Task goal: From the data underneath, reproduce exactly the stretch that begins at the line with "pub fn rate(self)" and ends after the line with "pub fn set_source(&mut".

Provided material:
++++++++++

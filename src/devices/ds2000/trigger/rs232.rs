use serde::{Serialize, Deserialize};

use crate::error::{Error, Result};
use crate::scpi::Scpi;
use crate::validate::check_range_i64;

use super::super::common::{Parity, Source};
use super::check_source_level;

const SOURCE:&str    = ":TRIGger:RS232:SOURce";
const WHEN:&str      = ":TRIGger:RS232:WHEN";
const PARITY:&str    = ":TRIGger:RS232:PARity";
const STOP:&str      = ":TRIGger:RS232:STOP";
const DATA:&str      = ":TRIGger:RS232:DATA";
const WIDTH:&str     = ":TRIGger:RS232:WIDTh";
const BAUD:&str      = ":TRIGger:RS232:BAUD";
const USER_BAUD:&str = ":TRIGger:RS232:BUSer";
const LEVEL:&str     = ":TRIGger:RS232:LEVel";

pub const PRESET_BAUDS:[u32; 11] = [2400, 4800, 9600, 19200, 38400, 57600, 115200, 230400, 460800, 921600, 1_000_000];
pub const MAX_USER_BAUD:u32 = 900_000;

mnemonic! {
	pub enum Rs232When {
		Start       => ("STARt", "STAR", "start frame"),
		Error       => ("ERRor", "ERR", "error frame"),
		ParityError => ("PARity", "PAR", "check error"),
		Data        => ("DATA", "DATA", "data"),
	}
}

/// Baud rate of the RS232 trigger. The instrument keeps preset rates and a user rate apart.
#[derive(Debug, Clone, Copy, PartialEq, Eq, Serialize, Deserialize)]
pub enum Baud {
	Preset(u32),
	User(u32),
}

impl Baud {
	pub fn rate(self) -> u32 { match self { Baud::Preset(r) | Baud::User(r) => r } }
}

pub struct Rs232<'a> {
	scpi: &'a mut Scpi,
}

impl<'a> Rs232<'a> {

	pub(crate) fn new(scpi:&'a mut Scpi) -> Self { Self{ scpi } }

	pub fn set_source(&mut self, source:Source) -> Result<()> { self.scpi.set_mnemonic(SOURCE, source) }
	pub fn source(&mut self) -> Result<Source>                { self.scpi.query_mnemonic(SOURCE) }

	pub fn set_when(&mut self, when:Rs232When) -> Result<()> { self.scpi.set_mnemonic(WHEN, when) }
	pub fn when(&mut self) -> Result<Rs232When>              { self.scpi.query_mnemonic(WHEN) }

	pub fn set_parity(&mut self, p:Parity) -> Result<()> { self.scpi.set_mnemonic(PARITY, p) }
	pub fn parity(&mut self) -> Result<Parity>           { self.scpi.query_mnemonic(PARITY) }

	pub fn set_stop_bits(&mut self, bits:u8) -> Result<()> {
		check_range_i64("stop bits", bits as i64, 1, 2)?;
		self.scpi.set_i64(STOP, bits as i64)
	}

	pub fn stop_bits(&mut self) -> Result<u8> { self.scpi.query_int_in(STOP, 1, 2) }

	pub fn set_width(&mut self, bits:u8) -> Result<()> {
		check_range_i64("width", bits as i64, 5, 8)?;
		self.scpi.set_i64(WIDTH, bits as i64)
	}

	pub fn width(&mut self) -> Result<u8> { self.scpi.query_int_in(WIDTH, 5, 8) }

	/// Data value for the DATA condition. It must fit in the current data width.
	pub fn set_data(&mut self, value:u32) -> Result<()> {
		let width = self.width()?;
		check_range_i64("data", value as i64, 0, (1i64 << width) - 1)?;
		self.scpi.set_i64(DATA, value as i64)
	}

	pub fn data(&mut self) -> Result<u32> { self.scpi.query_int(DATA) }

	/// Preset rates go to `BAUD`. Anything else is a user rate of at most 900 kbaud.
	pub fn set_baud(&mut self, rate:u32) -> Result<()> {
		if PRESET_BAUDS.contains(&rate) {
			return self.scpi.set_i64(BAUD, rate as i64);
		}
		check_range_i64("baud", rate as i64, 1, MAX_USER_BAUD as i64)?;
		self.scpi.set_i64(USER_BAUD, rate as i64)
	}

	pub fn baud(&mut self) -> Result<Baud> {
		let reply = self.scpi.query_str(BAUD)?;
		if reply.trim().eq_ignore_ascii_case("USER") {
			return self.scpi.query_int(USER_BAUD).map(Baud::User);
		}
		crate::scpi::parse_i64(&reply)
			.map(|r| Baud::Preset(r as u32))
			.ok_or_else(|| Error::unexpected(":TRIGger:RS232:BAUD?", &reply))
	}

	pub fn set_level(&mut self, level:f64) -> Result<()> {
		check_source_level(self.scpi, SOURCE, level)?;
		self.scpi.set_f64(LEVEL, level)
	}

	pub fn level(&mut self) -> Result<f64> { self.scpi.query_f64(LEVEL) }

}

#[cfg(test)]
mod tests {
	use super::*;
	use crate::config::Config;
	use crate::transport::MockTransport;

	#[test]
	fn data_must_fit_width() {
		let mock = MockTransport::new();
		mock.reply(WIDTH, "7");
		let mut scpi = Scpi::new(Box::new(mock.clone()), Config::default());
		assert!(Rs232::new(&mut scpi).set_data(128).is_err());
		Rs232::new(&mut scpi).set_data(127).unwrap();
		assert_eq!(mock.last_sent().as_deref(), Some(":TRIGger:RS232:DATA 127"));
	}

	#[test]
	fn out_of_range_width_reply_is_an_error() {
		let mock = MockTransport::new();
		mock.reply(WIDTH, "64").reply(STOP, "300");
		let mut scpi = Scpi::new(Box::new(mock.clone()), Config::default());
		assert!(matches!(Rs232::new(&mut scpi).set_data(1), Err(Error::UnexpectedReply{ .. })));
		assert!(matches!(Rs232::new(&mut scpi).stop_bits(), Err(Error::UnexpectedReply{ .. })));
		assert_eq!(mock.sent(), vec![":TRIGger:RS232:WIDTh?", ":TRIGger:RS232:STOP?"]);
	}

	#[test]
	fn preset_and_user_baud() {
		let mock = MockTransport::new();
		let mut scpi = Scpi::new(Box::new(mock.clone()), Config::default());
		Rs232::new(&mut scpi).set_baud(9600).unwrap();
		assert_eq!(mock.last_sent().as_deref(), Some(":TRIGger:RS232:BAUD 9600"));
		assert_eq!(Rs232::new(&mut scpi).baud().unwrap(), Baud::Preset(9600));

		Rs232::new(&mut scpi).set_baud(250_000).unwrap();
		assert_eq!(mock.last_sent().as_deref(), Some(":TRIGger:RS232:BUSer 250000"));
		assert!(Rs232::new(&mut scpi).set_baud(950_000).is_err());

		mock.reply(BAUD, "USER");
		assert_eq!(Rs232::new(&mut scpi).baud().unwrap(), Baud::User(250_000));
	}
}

++++++++++

Response to the exercise:
	pub fn rate(self) -> u32 { match self { Baud::Preset(r) | Baud::User(r) => r } }
}

pub struct Rs232<'a> {
	scpi: &'a mut Scpi,
}

impl<'a> Rs232<'a> {

	pub(crate) fn new(scpi:&'a mut Scpi) -> Self { Self{ scpi } }

	pub fn set_source(&mut self, source:Source) -> Result<()> { self.scpi.set_mnemonic(SOURCE, source) }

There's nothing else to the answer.